My life among the unvaccinated – Salon

Up until a few weeks ago, when New York lifted its “COVID-19 state of disaster” emergency, I was volunteering as a COVID vaccinator at various FEMA sites across New York City. Knowing how vital our volunteer work was to ending the pandemic, my fellow vaccinators and I developed an esprit de corps, something that our (mostly) grateful patients likely sensed. Yet not every shift went smoothly.
Back in April, I was face-to-face with a patient  who, moments after going over the consent form, looked me in the eye and said, “I don’t want to do this, I don’t want to be the government’s f**king guinea pig.” She then rose from her chair and stormed out of the room, shaking her head. There was no more conversation to be had.
On a separate occasion, an undocumented construction worker politely declined the vaccine after we went over the possible list of post-injection side effects — mild fever, body aches, arm soreness (not unlike a flu shot) — that would go away in a few days. But he was an hourly wage worker, and a single dad; and thus the possibility of losing days meant losing valuable income which, he explained, was “just not an option for my kids and family right now.” He also worried about the implications of vaccine records on his documentation status. “Would you trust the government if you were me?” he joked as he packed up his belongings.
In the broader public health and political arena, these individuals constitute “the unvaccinated.” They formulate the class with whom, as President Biden recently said, “we’ve been patient. But our patience is wearing thin. And your refusal has cost all of us.” They engender the bracket that Dr. Rochelle Walensky, the CDC’s Director, alluded to when she said, “this is becoming a pandemic of the unvaccinated.”
People undoubtedly harbor a certain stereotype about who those unvaccinated people are. But I discuss these specific patient encounters to illustrate that “the unvaccinated” class is not a monolith; that not every one of the roughly 80 million eligible-yet-unvaccinated Americans at the time of this writing is a science-defying, freedom-of-choice touting, faith enforcing anti-vaxxer. But at the end of the day, the virus does not discriminate based on reasons for vaccine hesitancy or refusal, and the outcome, unfortunately, is the same.

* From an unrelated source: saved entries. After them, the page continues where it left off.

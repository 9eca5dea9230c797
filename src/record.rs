use std::collections::BTreeMap;

use serde::{Deserialize, Serialize};

// ── Job postings ──

/// Flat job-posting row. Every key is always serialized; misses become `null`.
#[derive(Debug, Clone, PartialEq, Eq, Serialize, Deserialize)]
pub struct JobPostingRecord {
    pub title: String,
    pub company: String,
    pub company_domain: Option<String>,
    pub location: Option<String>,
    pub job_url: String,
    pub source_site: String,
    pub description: Option<String>,
    pub requirements: Option<String>,
    pub benefits: Option<String>,
    pub job_type: Option<String>,
    pub experience_level: Option<String>,
    pub industry: Option<String>,
    /// ISO date when parseable, otherwise the captured text.
    pub posting_date: Option<String>,
    pub application_deadline: Option<String>,
    pub is_remote: bool,
    pub min_salary: Option<u64>,
    pub max_salary: Option<u64>,
    pub salary_range_string: Option<String>,
    pub keywords: Vec<String>,
    pub raw_text_content: String,
}

// ── Company intelligence ──

/// Company report row. `None` fields are left out of the JSON entirely, so the
/// key set follows whichever sections the report contained.
#[derive(Debug, Clone, PartialEq, Eq, Serialize, Deserialize)]
pub struct CompanyIntelligenceRecord {
    pub company_name: String,
    #[serde(default, skip_serializing_if = "Option::is_none")]
    pub company_domain: Option<String>,
    #[serde(default, skip_serializing_if = "Option::is_none")]
    pub website_url: Option<String>,
    #[serde(default, skip_serializing_if = "Option::is_none")]
    pub description_summary: Option<String>,
    #[serde(default, skip_serializing_if = "Option::is_none")]
    pub industry_tags: Option<Vec<String>>,
    pub source_urls_visited: Vec<String>,
    #[serde(default, skip_serializing_if = "Option::is_none")]
    pub session_notes: Option<String>,
    #[serde(default, skip_serializing_if = "Option::is_none")]
    pub location_info: Option<LocationInfo>,
    #[serde(default, skip_serializing_if = "Option::is_none")]
    pub size_info: Option<SizeInfo>,
    #[serde(default, skip_serializing_if = "Option::is_none")]
    pub social_media_links: Option<BTreeMap<String, String>>,
    #[serde(default, skip_serializing_if = "Option::is_none")]
    pub observed_tech_stack: Option<Vec<TechItem>>,
    #[serde(default, skip_serializing_if = "Option::is_none")]
    pub identified_pain_points: Option<Vec<PainPoint>>,
    #[serde(default, skip_serializing_if = "Option::is_none")]
    pub potential_opportunities: Option<Vec<Opportunity>>,
    #[serde(default, skip_serializing_if = "Option::is_none")]
    pub key_personnel: Option<Vec<Person>>,
    #[serde(default, skip_serializing_if = "Option::is_none")]
    pub website_audit_observations: Option<WebsiteAudit>,
}

#[derive(Debug, Clone, PartialEq, Eq, Serialize, Deserialize)]
pub struct LocationInfo {
    pub full_address: String,
}

#[derive(Debug, Clone, PartialEq, Eq, Serialize, Deserialize)]
pub struct SizeInfo {
    pub employee_count_text: String,
}

#[derive(Debug, Clone, PartialEq, Eq, Serialize, Deserialize)]
pub struct WebsiteAudit {
    pub overall_impression: String,
}

#[derive(Debug, Clone, PartialEq, Eq, Serialize, Deserialize)]
pub struct TechItem {
    pub name: String,
    pub category: String,
    pub notes: Option<String>,
}

#[derive(Debug, Clone, PartialEq, Eq, Serialize, Deserialize)]
pub struct PainPoint {
    pub description: String,
}

#[derive(Debug, Clone, PartialEq, Eq, Serialize, Deserialize)]
pub struct Opportunity {
    #[serde(rename = "type")]
    pub kind: String,
    pub description: String,
}

#[derive(Debug, Clone, PartialEq, Eq, Serialize, Deserialize)]
pub struct Person {
    pub name: String,
    pub title: String,
    pub email: Option<String>,
    pub notes: Option<String>,
}

#[cfg(test)]
mod tests {
    use super::*;

    fn bare_company() -> CompanyIntelligenceRecord {
        CompanyIntelligenceRecord {
            company_name: "Acme".into(),
            company_domain: None,
            website_url: None,
            description_summary: Some("Makes anvils.".into()),
            industry_tags: None,
            source_urls_visited: vec![],
            session_notes: None,
            location_info: None,
            size_info: None,
            social_media_links: None,
            observed_tech_stack: None,
            identified_pain_points: None,
            potential_opportunities: None,
            key_personnel: None,
            website_audit_observations: None,
        }
    }

    #[test]
    fn company_omits_absent_sections() {
        let json = serde_json::to_value(bare_company()).unwrap();
        let obj = json.as_object().unwrap();
        assert!(obj.contains_key("description_summary"));
        assert!(obj.contains_key("source_urls_visited"));
        assert!(!obj.contains_key("key_personnel"));
        assert!(!obj.contains_key("company_domain"));
    }

    #[test]
    fn company_keeps_present_but_empty_lists() {
        let mut c = bare_company();
        c.key_personnel = Some(vec![]);
        let json = serde_json::to_value(c).unwrap();
        assert_eq!(json["key_personnel"], serde_json::json!([]));
    }

    #[test]
    fn opportunity_serializes_type_key() {
        let o = Opportunity {
            kind: "SEO".into(),
            description: "Fix titles".into(),
        };
        let json = serde_json::to_value(o).unwrap();
        assert_eq!(json["type"], "SEO");
    }
}
use std::collections::BTreeSet;
use std::sync::LazyLock;

use regex::Regex;
use tracing::debug;

/// `Skills:` / `Keywords:` / `Technologies:` blocks, up to a blank line, the
/// next label line, or end of text.
static SKILLS_BLOCK_RE: LazyLock<Regex> = LazyLock::new(|| {
    Regex::new(
        r"(?is)\b(?:skills|keywords|technologies)\**[ \t]*:\**[ \t]*(.*?)(?:\n[ \t]*\n|\n[ \t]*(?:[-*•][ \t]+)?\**[A-Za-z][A-Za-z /&()'-]{0,40}\**[ \t]*:\**(?:[ \t]|\n|\z)|\z)",
    )
    .unwrap()
});
static SPLIT_RE: LazyLock<Regex> = LazyLock::new(|| Regex::new(r"[\n,;•*]|\s+-\s+").unwrap());

/// Tech vocabulary scanned in title, description and requirements.
pub const TECH_TERMS: &[&str] = &[
    "Rust", "Python", "Java", "JavaScript", "TypeScript", "Golang", "Ruby", "PHP", "Kotlin",
    "Swift", "Scala", "Elixir", "SQL", "PostgreSQL", "MySQL", "SQLite", "MongoDB", "Redis",
    "Kafka", "RabbitMQ", "Elasticsearch", "AWS", "GCP", "Azure", "Docker", "Kubernetes",
    "Terraform", "Ansible", "React", "Angular", "Vue", "Svelte", "Node.js", "Django", "Flask",
    "FastAPI", "Rails", "Spring", "Spark", "Hadoop", "Airflow", "Snowflake", "GraphQL", "gRPC",
    "REST", "Linux", "Git", "CI/CD", "Machine Learning", "TensorFlow", "PyTorch", "LLM",
];

/// Word-bounded, case-sensitive alternation over [`TECH_TERMS`].
pub static TECH_PATTERN: LazyLock<String> = LazyLock::new(|| {
    let alts: Vec<String> = TECH_TERMS.iter().map(|t| regex::escape(t)).collect();
    format!(r"\b({})\b", alts.join("|"))
});

/// Sorted, de-duplicated keywords.
///
/// With `patterns`, every match of every pattern contributes its non-empty
/// capture groups (or the whole match when the pattern has no groups). Without
/// patterns, the `Skills:`-style blocks are split on line breaks, commas,
/// semicolons and bullets.
pub fn extract_keywords(text: &str, patterns: Option<&[&str]>) -> Vec<String> {
    collect_keywords(text, patterns).into_iter().collect()
}

pub fn collect_keywords(text: &str, patterns: Option<&[&str]>) -> BTreeSet<String> {
    match patterns {
        Some(patterns) => from_patterns(text, patterns),
        None => from_skills_blocks(text),
    }
}

fn from_patterns(text: &str, patterns: &[&str]) -> BTreeSet<String> {
    let mut out = BTreeSet::new();
    for pattern in patterns {
        let re = match Regex::new(pattern) {
            Ok(re) => re,
            Err(e) => {
                debug!(pattern, error = %e, "malformed keyword pattern, skipping");
                continue;
            }
        };
        for caps in re.captures_iter(text) {
            let groups: Vec<_> = if caps.len() > 1 {
                caps.iter().skip(1).flatten().collect()
            } else {
                caps.get(0).into_iter().collect()
            };
            for m in groups {
                let piece = m.as_str().trim();
                if !piece.is_empty() {
                    out.insert(piece.to_string());
                }
            }
        }
    }
    out
}

fn from_skills_blocks(text: &str) -> BTreeSet<String> {
    SKILLS_BLOCK_RE
        .captures_iter(text)
        .filter_map(|c| c.get(1))
        .flat_map(|m| SPLIT_RE.split(m.as_str()))
        .map(|piece| piece.trim().trim_start_matches('-').trim())
        .filter(|piece| piece.chars().count() > 1)
        .map(str::to_string)
        .collect()
}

Recent data from hospitals across the country continue to confirm that it is the unvaccinated who harbor the virus longer; are more likely to transmit to others; have severe cases of the disease requiring hospitalization and intensive care; and are 11 times more likely to die of COVID-19. These outcomes can be prevented, or at least risk-mitigated, by a buffet of effective (and free) vaccine options. But while an increase in vaccination rates is the eventual goal and pretty much the only way of ending this pandemic, our latest public health strategy appears to have fixated on developing an aggressive vaccination roadmap alone. And where the power of persuasion has failed, vaccine mandates have been introduced.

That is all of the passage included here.